* _Task to carry out_
Please copy out every line in the entries that includes the word "CommerceError".

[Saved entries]
-=-=-=-=-

//! The wishlist.

use crate::catalog::CatalogProduct;
use crate::error::CommerceError;
use crate::ids::ProductId;
use crate::shelf::ProductShelf;
use crate::storage::WISHLIST_KEY;
use serde::{Deserialize, Serialize};
use storefront_cache::{Cache, KeyValueStore};

/// Result of [`Wishlist::toggle`].
#[derive(Debug, Clone, Copy, PartialEq, Eq, Serialize, Deserialize)]
#[serde(rename_all = "lowercase")]
pub enum WishlistToggle {
    Added,
    Removed,
}

/// Saved products, unique by id, oldest first.
///
/// Unlike the cart there is no in-memory state: every call reads the
/// stored list and every change writes it back.
#[derive(Debug, Clone)]
pub struct Wishlist<S> {
    shelf: ProductShelf<S>,
}

impl<S: KeyValueStore> Wishlist<S> {
    pub fn new(store: S) -> Self {
        Self::from_cache(Cache::new(store))
    }

    pub fn from_cache(cache: Cache<S>) -> Self {
        Self {
            shelf: ProductShelf::new(cache, WISHLIST_KEY),
        }
    }

    pub fn with_key(mut self, key: impl Into<String>) -> Self {
        self.shelf.set_key(key);
        self
    }

    pub fn key(&self) -> &str {
        self.shelf.key()
    }

    pub fn items(&self) -> Result<Vec<CatalogProduct>, CommerceError> {
        self.shelf.load()
    }

    pub fn contains(&self, id: &ProductId) -> Result<bool, CommerceError> {
        Ok(self.items()?.iter().any(|p| &p.id == id))
    }

    pub fn get(&self, id: &ProductId) -> Result<Option<CatalogProduct>, CommerceError> {
        Ok(self.items()?.into_iter().find(|p| &p.id == id))
    }

    /// Add the product, or remove it if it is already saved.
    pub fn toggle(&self, product: &CatalogProduct) -> Result<WishlistToggle, CommerceError> {
        let mut items = self.items()?;
        let outcome = if let Some(index) = items.iter().position(|p| p.id == product.id) {
            items.remove(index);
            WishlistToggle::Removed
        } else {
            items.push(product.clone());
            WishlistToggle::Added
        };
        self.shelf.save(&items)?;
        Ok(outcome)
    }

    /// Remove a product. Returns whether it was saved.
    pub fn remove(&self, id: &ProductId) -> Result<bool, CommerceError> {
        let mut items = self.items()?;
        let before = items.len();
        items.retain(|p| &p.id != id);
        if items.len() == before {
            return Ok(false);
        }
        self.shelf.save(&items)?;
        Ok(true)
    }

    pub fn clear(&self) -> Result<(), CommerceError> {
        self.shelf.save(&[])
    }
}

#[cfg(test)]
mod tests {
    use super::*;
    use crate::money::Money;
    use storefront_cache::MemoryStore;

    fn product(id: i64) -> CatalogProduct {
        CatalogProduct::new(id, format!("Product {}", id), Money::new(1000))
    }

    #[test]
    fn test_toggle_adds_then_removes() {
        let wishlist = Wishlist::new(MemoryStore::new());
        assert_eq!(wishlist.toggle(&product(1)).unwrap(), WishlistToggle::Added);
        assert_eq!(wishlist.toggle(&product(2)).unwrap(), WishlistToggle::Added);
        assert!(wishlist.contains(&ProductId::from(1)).unwrap());

        assert_eq!(wishlist.toggle(&product(1)).unwrap(), WishlistToggle::Removed);
        let ids: Vec<_> = wishlist.items().unwrap().into_iter().map(|p| p.id).collect();
        assert_eq!(ids, vec![ProductId::from(2)]);
    }

    #[test]
    fn test_remove() {
        let wishlist = Wishlist::new(MemoryStore::new());
        wishlist.toggle(&product(1)).unwrap();

        assert!(wishlist.remove(&ProductId::from(1)).unwrap());
        assert!(!wishlist.remove(&ProductId::from(1)).unwrap());
        assert!(wishlist.items().unwrap().is_empty());
    }

    #[test]
    fn test_stored_as_product_records() {
        let store = MemoryStore::new();
        let wishlist = Wishlist::new(&store);
        wishlist.toggle(&product(7).with_brand("Acme")).unwrap();

        let raw: serde_json::Value =
            serde_json::from_str(&store.get("wishlist").unwrap().unwrap()).unwrap();
        assert_eq!(raw[0]["id"], serde_json::json!(7));
        assert_eq!(raw[0]["brand"], serde_json::json!("Acme"));
        assert_eq!(raw[0]["price"], serde_json::json!(10.0));
    }

    #[test]
    fn test_malformed_wishlist_is_empty() {
        let store = MemoryStore::new();
        store.set("wishlist", "[{broken").unwrap();

        let wishlist = Wishlist::new(&store);
        assert!(wishlist.items().unwrap().is_empty());
        assert_eq!(wishlist.toggle(&product(1)).unwrap(), WishlistToggle::Added);
        assert_eq!(wishlist.items().unwrap().len(), 1);
    }

    #[test]
    fn test_clear() {
        let wishlist = Wishlist::new(MemoryStore::new()).with_key("saved");
        wishlist.toggle(&product(1)).unwrap();
        wishlist.clear().unwrap();
        assert!(wishlist.items().unwrap().is_empty());
        assert_eq!(wishlist.key(), "saved");
    }
}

-=-=-=-=-

* _Solved exercise_
use crate::error::CommerceError;
    pub fn items(&self) -> Result<Vec<CatalogProduct>, CommerceError> {
    pub fn contains(&self, id: &ProductId) -> Result<bool, CommerceError> {
    pub fn get(&self, id: &ProductId) -> Result<Option<CatalogProduct>, CommerceError> {
    pub fn toggle(&self, product: &CatalogProduct) -> Result<WishlistToggle, CommerceError> {
    pub fn remove(&self, id: &ProductId) -> Result<bool, CommerceError> {
    pub fn clear(&self) -> Result<(), CommerceError> {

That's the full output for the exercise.